Enhanced fear memories and brain glucose metabolism (F-FDG-PET) following sub-anesthetic intravenous ketamine infusion in Sprague-Dawley rats.

Ketamine is a multimodal dissociative anesthetic, which provides powerful analgesia for victims with traumatic injury. However, the impact of ketamine administration in the peri-trauma period on the development of post-traumatic stress disorder (PTSD) remains controversial. Moreover, there is a major gap between preclinical and clinical studies because they utilize different doses and routes of ketamine administration. Here, we investigated the effects of sub-anesthetic doses of intravenous (IV) ketamine infusion on fear memory and brain glucose metabolism (BGluM) in rats. Male Sprague-Dawley rats received an IV ketamine infusion (0, 2, 10, and 20 mg/kg, 2 h) or an intraperitoneal (IP) injection (0 and 10 mg/kg) following an auditory fear conditioning (3 pairings of tone and foot shock [0.6 mA, 1 s]) on day 0. Fear memory retrieval, fear extinction, and fear recall were tested on days 2, 3, and 4, respectively.
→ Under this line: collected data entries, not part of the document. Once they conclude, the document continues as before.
//! Taskmail: a todo service with IMAP/POP3 inbox retrieval and SMTP sharing.

pub mod config;
pub mod error;
pub mod mail;
pub mod server;
pub mod store;
pub mod todos;
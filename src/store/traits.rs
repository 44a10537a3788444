//! The `TodoStore` trait: async persistence interface for todos.

use async_trait::async_trait;
use uuid::Uuid;

use crate::error::DatabaseError;
use crate::todos::model::Todo;

#[async_trait]
pub trait TodoStore: Send + Sync {
    async fn create_todo(&self, todo: &Todo) -> Result<(), DatabaseError>;

    async fn get_todo(&self, id: Uuid) -> Result<Option<Todo>, DatabaseError>;

    /// All todos, newest first.
    async fn list_todos(&self) -> Result<Vec<Todo>, DatabaseError>;

    /// Overwrite an existing todo. `NotFound` if it does not exist.
    async fn update_todo(&self, todo: &Todo) -> Result<(), DatabaseError>;

    /// Returns whether a row was deleted.
    async fn delete_todo(&self, id: Uuid) -> Result<bool, DatabaseError>;
}
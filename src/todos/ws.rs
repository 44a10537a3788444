//! WebSocket push of todo events.
//!
//! Clients get a `connected` greeting, then every event broadcast after they
//! subscribed. Delivery is best effort: a lagging client skips what it missed.

use axum::{
    Router,
    extract::{
        State,
        ws::{Message, WebSocket, WebSocketUpgrade},
    },
    response::IntoResponse,
    routing::get,
};
use tokio::sync::broadcast;
use tracing::{debug, info, warn};

use super::model::TodoEvent;
use crate::server::AppState;

pub fn ws_routes() -> Router<AppState> {
    Router::new().route("/ws", get(ws_handler))
}

async fn ws_handler(ws: WebSocketUpgrade, State(state): State<AppState>) -> impl IntoResponse {
    info!("Todo WebSocket client connecting");
    let rx = state.events.subscribe();
    ws.on_upgrade(move |socket| handle_socket(socket, rx))
}

async fn send_event(socket: &mut WebSocket, event: &TodoEvent) -> bool {
    match serde_json::to_string(event) {
        Ok(json) => socket.send(Message::Text(json.into())).await.is_ok(),
        Err(e) => {
            warn!(error = %e, "Failed to serialize todo event");
            true
        }
    }
}

async fn handle_socket(mut socket: WebSocket, mut rx: broadcast::Receiver<TodoEvent>) {
    info!("Todo WebSocket client connected");

    let hello = TodoEvent::Connected {
        message: "Connected to todo updates".into(),
    };
    if !send_event(&mut socket, &hello).await {
        warn!("Failed to send greeting, client disconnected");
        return;
    }

    loop {
        tokio::select! {
            result = rx.recv() => {
                match result {
                    Ok(event) => {
                        if !send_event(&mut socket, &event).await {
                            debug!("Todo WS client disconnected during send");
                            break;
                        }
                    }
                    Err(broadcast::error::RecvError::Lagged(n)) => {
                        warn!(missed = n, "Todo WS client lagged behind broadcast");
                    }
                    Err(broadcast::error::RecvError::Closed) => {
                        debug!("Todo broadcast channel closed");
                        break;
                    }
                }
            }

            result = socket.recv() => {
                match result {
                    Some(Ok(Message::Ping(data))) => {
                        if socket.send(Message::Pong(data)).await.is_err() {
                            break;
                        }
                    }
                    Some(Ok(Message::Close(_))) | None => {
                        info!("Todo WebSocket client disconnected");
                        break;
                    }
                    Some(Err(e)) => {
                        warn!(error = %e, "Todo WebSocket error");
                        break;
                    }
                    // Clients only listen.
                    _ => {}
                }
            }
        }
    }

    info!("Todo WebSocket connection closed");
}
//! The fetch surface exposed to the rest of the app.
//!
//! Every method returns a non-empty list and never fails: protocol errors
//! become placeholder records, and a panic inside a run becomes the
//! critical-failure placeholder.

use std::future::Future;
use std::sync::Arc;

use tracing::{error, info};

use super::imap::{self, ImapConnector, TcpImapConnector};
use super::mime::{MailParserMime, MimeParser};
use super::mock;
use super::model::NormalizedEmail;
use super::placeholder::{FetchFailure, FetchOutcome, Protocol};
use super::pop3::{self, Pop3Connector, TcpPop3Connector};
use crate::config::{MailConfig, Pop3Strategy};

#[derive(Clone)]
pub struct MailService {
    config: Arc<MailConfig>,
    imap: Arc<dyn ImapConnector>,
    pop3: Arc<dyn Pop3Connector>,
    parser: Arc<dyn MimeParser>,
}

impl MailService {
    /// Service talking to the configured servers.
    pub fn new(config: MailConfig) -> Self {
        Self::with_backends(
            config,
            Arc::new(TcpImapConnector),
            Arc::new(TcpPop3Connector),
            Arc::new(MailParserMime),
        )
    }

    /// Service over explicit connectors and parser.
    pub fn with_backends(
        config: MailConfig,
        imap: Arc<dyn ImapConnector>,
        pop3: Arc<dyn Pop3Connector>,
        parser: Arc<dyn MimeParser>,
    ) -> Self {
        Self {
            config: Arc::new(config),
            imap,
            pop3,
            parser,
        }
    }

    /// Newest `min(limit, 20)` INBOX messages over IMAP, newest first.
    pub async fn fetch_imap(&self, limit: u32) -> Vec<NormalizedEmail> {
        let config = Arc::clone(&self.config);
        let connector = Arc::clone(&self.imap);
        run(Protocol::Imap, async move {
            imap::fetch_imap(connector.as_ref(), &config.imap, limit).await
        })
        .await
    }

    /// Newest `min(limit, 20)` messages over POP3, or the mock set when
    /// the mock strategy is configured.
    pub async fn fetch_pop3(&self, limit: u32) -> Vec<NormalizedEmail> {
        if self.config.pop3_strategy == Pop3Strategy::Mock {
            return self.fetch_mock().await;
        }
        let config = Arc::clone(&self.config);
        let connector = Arc::clone(&self.pop3);
        let parser = Arc::clone(&self.parser);
        run(Protocol::Pop3, async move {
            pop3::fetch_pop3(connector.as_ref(), parser.as_ref(), &config.pop3, limit).await
        })
        .await
    }

    /// The canned POP3 messages.
    pub async fn fetch_mock(&self) -> Vec<NormalizedEmail> {
        mock::mock_emails(self.config.mock_delay).await
    }
}

/// Run one fetch on its own task and collapse the outcome.
async fn run<F>(protocol: Protocol, fetch: F) -> Vec<NormalizedEmail>
where
    F: Future<Output = FetchOutcome> + Send + 'static,
{
    let outcome = match tokio::spawn(fetch).await {
        Ok(outcome) => outcome,
        Err(e) => {
            error!(protocol = %protocol, error = %e, "Fetch task failed");
            FetchOutcome::Failed(FetchFailure::CriticalFailure(panic_message(e)))
        }
    };

    let emails = outcome.into_emails(protocol);
    info!(
        protocol = %protocol,
        count = emails.len(),
        placeholder = emails.len() == 1 && emails[0].is_placeholder(),
        "Fetch finished"
    );
    emails
}

fn panic_message(e: tokio::task::JoinError) -> String {
    if !e.is_panic() {
        return e.to_string();
    }
    let payload = e.into_panic();
    if let Some(s) = payload.downcast_ref::<&str>() {
        (*s).to_string()
    } else if let Some(s) = payload.downcast_ref::<String>() {
        s.clone()
    } else {
        "Unknown error".to_string()
    }
}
The effects of IV ketamine infusion (0 and 10 mg/kg) on BGluM were measured using F-fluoro-deoxyglucose positron emission tomography (FDG-PET) and computed tomography (CT). The IV ketamine infusion dose-dependently enhanced fear memory retrieval, delayed fear extinction, and increased fear recall in rats. The IV ketamine (10 mg/kg) increased BGluM in the hippocampus, amygdala, and hypothalamus, while decreasing it in the cerebellum. On the contrary, a single ketamine injection (10 mg/kg, IP) after fear conditioning facilitated fear memory extinction in rats. The current findings suggest that ketamine may produce differential effects on fear memory depending on the route and duration of ketamine administration.